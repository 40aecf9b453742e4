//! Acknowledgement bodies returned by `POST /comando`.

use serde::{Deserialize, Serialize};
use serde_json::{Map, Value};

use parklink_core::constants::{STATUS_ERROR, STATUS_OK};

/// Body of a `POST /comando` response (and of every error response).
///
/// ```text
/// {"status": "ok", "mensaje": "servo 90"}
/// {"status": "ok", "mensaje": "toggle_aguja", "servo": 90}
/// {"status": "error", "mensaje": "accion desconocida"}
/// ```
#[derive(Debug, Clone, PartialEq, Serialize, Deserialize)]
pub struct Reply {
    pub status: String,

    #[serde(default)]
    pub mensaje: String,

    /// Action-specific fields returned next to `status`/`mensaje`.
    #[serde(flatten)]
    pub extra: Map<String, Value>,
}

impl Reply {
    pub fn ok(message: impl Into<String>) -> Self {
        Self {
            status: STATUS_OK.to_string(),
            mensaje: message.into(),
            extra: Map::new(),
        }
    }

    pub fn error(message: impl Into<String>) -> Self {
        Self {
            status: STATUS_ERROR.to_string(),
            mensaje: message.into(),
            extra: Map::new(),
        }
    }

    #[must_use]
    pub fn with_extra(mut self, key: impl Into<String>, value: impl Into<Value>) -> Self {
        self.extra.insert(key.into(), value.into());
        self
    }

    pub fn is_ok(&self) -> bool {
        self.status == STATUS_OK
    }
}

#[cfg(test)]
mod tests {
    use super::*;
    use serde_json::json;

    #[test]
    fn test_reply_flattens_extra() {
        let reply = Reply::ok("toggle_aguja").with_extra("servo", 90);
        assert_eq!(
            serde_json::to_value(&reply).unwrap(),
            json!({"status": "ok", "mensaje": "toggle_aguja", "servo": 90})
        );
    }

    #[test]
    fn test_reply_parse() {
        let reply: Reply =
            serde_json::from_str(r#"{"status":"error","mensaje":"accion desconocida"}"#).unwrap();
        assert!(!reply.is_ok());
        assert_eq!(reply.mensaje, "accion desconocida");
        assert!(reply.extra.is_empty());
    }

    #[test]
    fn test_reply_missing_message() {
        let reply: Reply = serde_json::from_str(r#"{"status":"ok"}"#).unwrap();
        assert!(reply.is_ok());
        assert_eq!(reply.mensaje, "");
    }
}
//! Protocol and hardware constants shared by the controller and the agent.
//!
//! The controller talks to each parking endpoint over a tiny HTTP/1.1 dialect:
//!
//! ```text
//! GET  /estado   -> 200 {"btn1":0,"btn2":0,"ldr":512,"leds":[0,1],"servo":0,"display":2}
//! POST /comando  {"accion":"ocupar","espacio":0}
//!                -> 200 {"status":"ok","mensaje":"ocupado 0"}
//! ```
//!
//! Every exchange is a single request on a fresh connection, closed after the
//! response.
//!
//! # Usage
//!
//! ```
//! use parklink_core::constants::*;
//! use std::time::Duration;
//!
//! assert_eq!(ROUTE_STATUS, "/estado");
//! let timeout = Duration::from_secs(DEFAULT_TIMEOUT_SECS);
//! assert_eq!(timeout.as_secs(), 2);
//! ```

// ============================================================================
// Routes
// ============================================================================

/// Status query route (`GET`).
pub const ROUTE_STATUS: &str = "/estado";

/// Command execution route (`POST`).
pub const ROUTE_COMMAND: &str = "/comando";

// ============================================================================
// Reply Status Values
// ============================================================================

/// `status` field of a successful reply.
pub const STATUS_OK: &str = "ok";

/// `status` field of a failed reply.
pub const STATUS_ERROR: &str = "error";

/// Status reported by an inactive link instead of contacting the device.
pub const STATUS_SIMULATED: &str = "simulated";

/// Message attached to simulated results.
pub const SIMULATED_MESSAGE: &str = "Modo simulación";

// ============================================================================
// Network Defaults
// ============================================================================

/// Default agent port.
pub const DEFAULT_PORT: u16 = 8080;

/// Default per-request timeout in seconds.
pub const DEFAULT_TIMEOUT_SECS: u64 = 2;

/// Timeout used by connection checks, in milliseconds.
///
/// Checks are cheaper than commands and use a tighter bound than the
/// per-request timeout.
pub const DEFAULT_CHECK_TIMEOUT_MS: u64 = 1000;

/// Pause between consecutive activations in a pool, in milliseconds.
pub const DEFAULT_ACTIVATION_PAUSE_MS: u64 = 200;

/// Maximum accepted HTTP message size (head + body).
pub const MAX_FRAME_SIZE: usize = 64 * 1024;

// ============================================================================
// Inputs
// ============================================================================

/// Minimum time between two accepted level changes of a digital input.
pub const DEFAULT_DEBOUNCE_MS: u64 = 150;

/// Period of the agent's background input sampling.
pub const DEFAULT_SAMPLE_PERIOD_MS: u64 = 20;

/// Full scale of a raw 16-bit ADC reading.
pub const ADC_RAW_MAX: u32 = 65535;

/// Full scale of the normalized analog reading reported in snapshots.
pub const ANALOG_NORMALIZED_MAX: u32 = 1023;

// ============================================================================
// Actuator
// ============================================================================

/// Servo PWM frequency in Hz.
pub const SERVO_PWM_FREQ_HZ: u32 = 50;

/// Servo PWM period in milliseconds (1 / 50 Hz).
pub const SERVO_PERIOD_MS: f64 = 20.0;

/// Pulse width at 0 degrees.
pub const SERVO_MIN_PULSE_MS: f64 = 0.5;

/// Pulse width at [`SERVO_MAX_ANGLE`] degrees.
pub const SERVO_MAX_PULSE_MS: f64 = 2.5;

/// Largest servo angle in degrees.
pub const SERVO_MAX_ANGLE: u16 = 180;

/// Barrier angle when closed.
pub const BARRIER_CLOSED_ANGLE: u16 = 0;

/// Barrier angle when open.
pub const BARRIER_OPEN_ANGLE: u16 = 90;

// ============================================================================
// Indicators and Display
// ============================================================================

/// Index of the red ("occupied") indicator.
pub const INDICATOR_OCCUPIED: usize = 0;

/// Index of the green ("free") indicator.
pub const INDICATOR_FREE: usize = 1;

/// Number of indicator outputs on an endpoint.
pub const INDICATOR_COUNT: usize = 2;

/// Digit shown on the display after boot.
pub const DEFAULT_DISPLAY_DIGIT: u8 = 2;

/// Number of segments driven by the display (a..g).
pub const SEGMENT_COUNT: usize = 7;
----------------------------------------
WHAT YOU SHOULD DO: Write out every entry exactly as it appears.

ANSWER TO THIS PROBLEM:
repository 40aecf9b453742e4
//! Acknowledgement bodies returned by `POST /comando`.

use serde::{Deserialize, Serialize};
use serde_json::{Map, Value};

use parklink_core::constants::{STATUS_ERROR, STATUS_OK};

/// Body of a `POST /comando` response (and of every error response).
///
/// ```text
/// {"status": "ok", "mensaje": "servo 90"}
/// {"status": "ok", "mensaje": "toggle_aguja", "servo": 90}
/// {"status": "error", "mensaje": "accion desconocida"}
/// ```
#[derive(Debug, Clone, PartialEq, Serialize, Deserialize)]
pub struct Reply {
    pub status: String,

    #[serde(default)]
    pub mensaje: String,

    /// Action-specific fields returned next to `status`/`mensaje`.
    #[serde(flatten)]
    pub extra: Map<String, Value>,
}

impl Reply {
    pub fn ok(message: impl Into<String>) -> Self {
        Self {
            status: STATUS_OK.to_string(),
            mensaje: message.into(),
            extra: Map::new(),
        }
    }

    pub fn error(message: impl Into<String>) -> Self {
        Self {
            status: STATUS_ERROR.to_string(),
            mensaje: message.into(),
            extra: Map::new(),
        }
    }

    #[must_use]
    pub fn with_extra(mut self, key: impl Into<String>, value: impl Into<Value>) -> Self {
        self.extra.insert(key.into(), value.into());
        self
    }

    pub fn is_ok(&self) -> bool {
        self.status == STATUS_OK
    }
}

#[cfg(test)]
mod tests {
    use super::*;
    use serde_json::json;

    #[test]
    fn test_reply_flattens_extra() {
        let reply = Reply::ok("toggle_aguja").with_extra("servo", 90);
        assert_eq!(
            serde_json::to_value(&reply).unwrap(),
            json!({"status": "ok", "mensaje": "toggle_aguja", "servo": 90})
        );
    }

    #[test]
    fn test_reply_parse() {
        let reply: Reply =
            serde_json::from_str(r#"{"status":"error","mensaje":"accion desconocida"}"#).unwrap();
        assert!(!reply.is_ok());
        assert_eq!(reply.mensaje, "accion desconocida");
        assert!(reply.extra.is_empty());
    }

    #[test]
    fn test_reply_missing_message() {
        let reply: Reply = serde_json::from_str(r#"{"status":"ok"}"#).unwrap();
        assert!(reply.is_ok());
        assert_eq!(reply.mensaje, "");
    }
}
//! Protocol and hardware constants shared by the controller and the agent.
//!
//! The controller talks to each parking endpoint over a tiny HTTP/1.1 dialect:
//!
//! ```text
//! GET  /estado   -> 200 {"btn1":0,"btn2":0,"ldr":512,"leds":[0,1],"servo":0,"display":2}
//! POST /comando  {"accion":"ocupar","espacio":0}
//!                -> 200 {"status":"ok","mensaje":"ocupado 0"}
//! ```
//!
//! Every exchange is a single request on a fresh connection, closed after the
//! response.
//!
//! # Usage
//!
//! ```
//! use parklink_core::constants::*;
//! use std::time::Duration;
//!
//! assert_eq!(ROUTE_STATUS, "/estado");
//! let timeout = Duration::from_secs(DEFAULT_TIMEOUT_SECS);
//! assert_eq!(timeout.as_secs(), 2);
//! ```

// ============================================================================
// Routes
// ============================================================================

/// Status query route (`GET`).
pub const ROUTE_STATUS: &str = "/estado";

/// Command execution route (`POST`).
pub const ROUTE_COMMAND: &str = "/comando";

// ============================================================================
// Reply Status Values
// ============================================================================

/// `status` field of a successful reply.
pub const STATUS_OK: &str = "ok";

/// `status` field of a failed reply.
pub const STATUS_ERROR: &str = "error";

/// Status reported by an inactive link instead of contacting the device.
pub const STATUS_SIMULATED: &str = "simulated";

/// Message attached to simulated results.
pub const SIMULATED_MESSAGE: &str = "Modo simulación";

// ============================================================================
// Network Defaults
// ============================================================================

/// Default agent port.
pub const DEFAULT_PORT: u16 = 8080;

/// Default per-request timeout in seconds.
pub const DEFAULT_TIMEOUT_SECS: u64 = 2;

/// Timeout used by connection checks, in milliseconds.
///
/// Checks are cheaper than commands and use a tighter bound than the
/// per-request timeout.
pub const DEFAULT_CHECK_TIMEOUT_MS: u64 = 1000;

/// Pause between consecutive activations in a pool, in milliseconds.
pub const DEFAULT_ACTIVATION_PAUSE_MS: u64 = 200;

/// Maximum accepted HTTP message size (head + body).
pub const MAX_FRAME_SIZE: usize = 64 * 1024;

// ============================================================================
// Inputs
// ============================================================================

/// Minimum time between two accepted level changes of a digital input.
pub const DEFAULT_DEBOUNCE_MS: u64 = 150;

/// Period of the agent's background input sampling.
pub const DEFAULT_SAMPLE_PERIOD_MS: u64 = 20;

/// Full scale of a raw 16-bit ADC reading.
pub const ADC_RAW_MAX: u32 = 65535;

/// Full scale of the normalized analog reading reported in snapshots.
pub const ANALOG_NORMALIZED_MAX: u32 = 1023;

// ============================================================================
// Actuator
// ============================================================================

/// Servo PWM frequency in Hz.
pub const SERVO_PWM_FREQ_HZ: u32 = 50;

/// Servo PWM period in milliseconds (1 / 50 Hz).
pub const SERVO_PERIOD_MS: f64 = 20.0;

/// Pulse width at 0 degrees.
pub const SERVO_MIN_PULSE_MS: f64 = 0.5;

/// Pulse width at [`SERVO_MAX_ANGLE`] degrees.
pub const SERVO_MAX_PULSE_MS: f64 = 2.5;

/// Largest servo angle in degrees.
pub const SERVO_MAX_ANGLE: u16 = 180;

/// Barrier angle when closed.
pub const BARRIER_CLOSED_ANGLE: u16 = 0;

/// Barrier angle when open.
pub const BARRIER_OPEN_ANGLE: u16 = 90;

// ============================================================================
// Indicators and Display
// ============================================================================

/// Index of the red ("occupied") indicator.
pub const INDICATOR_OCCUPIED: usize = 0;

/// Index of the green ("free") indicator.
pub const INDICATOR_FREE: usize = 1;

/// Number of indicator outputs on an endpoint.
pub const INDICATOR_COUNT: usize = 2;

/// Digit shown on the display after boot.
pub const DEFAULT_DISPLAY_DIGIT: u8 = 2;

/// Number of segments driven by the display (a..g).
pub const SEGMENT_COUNT: usize = 7;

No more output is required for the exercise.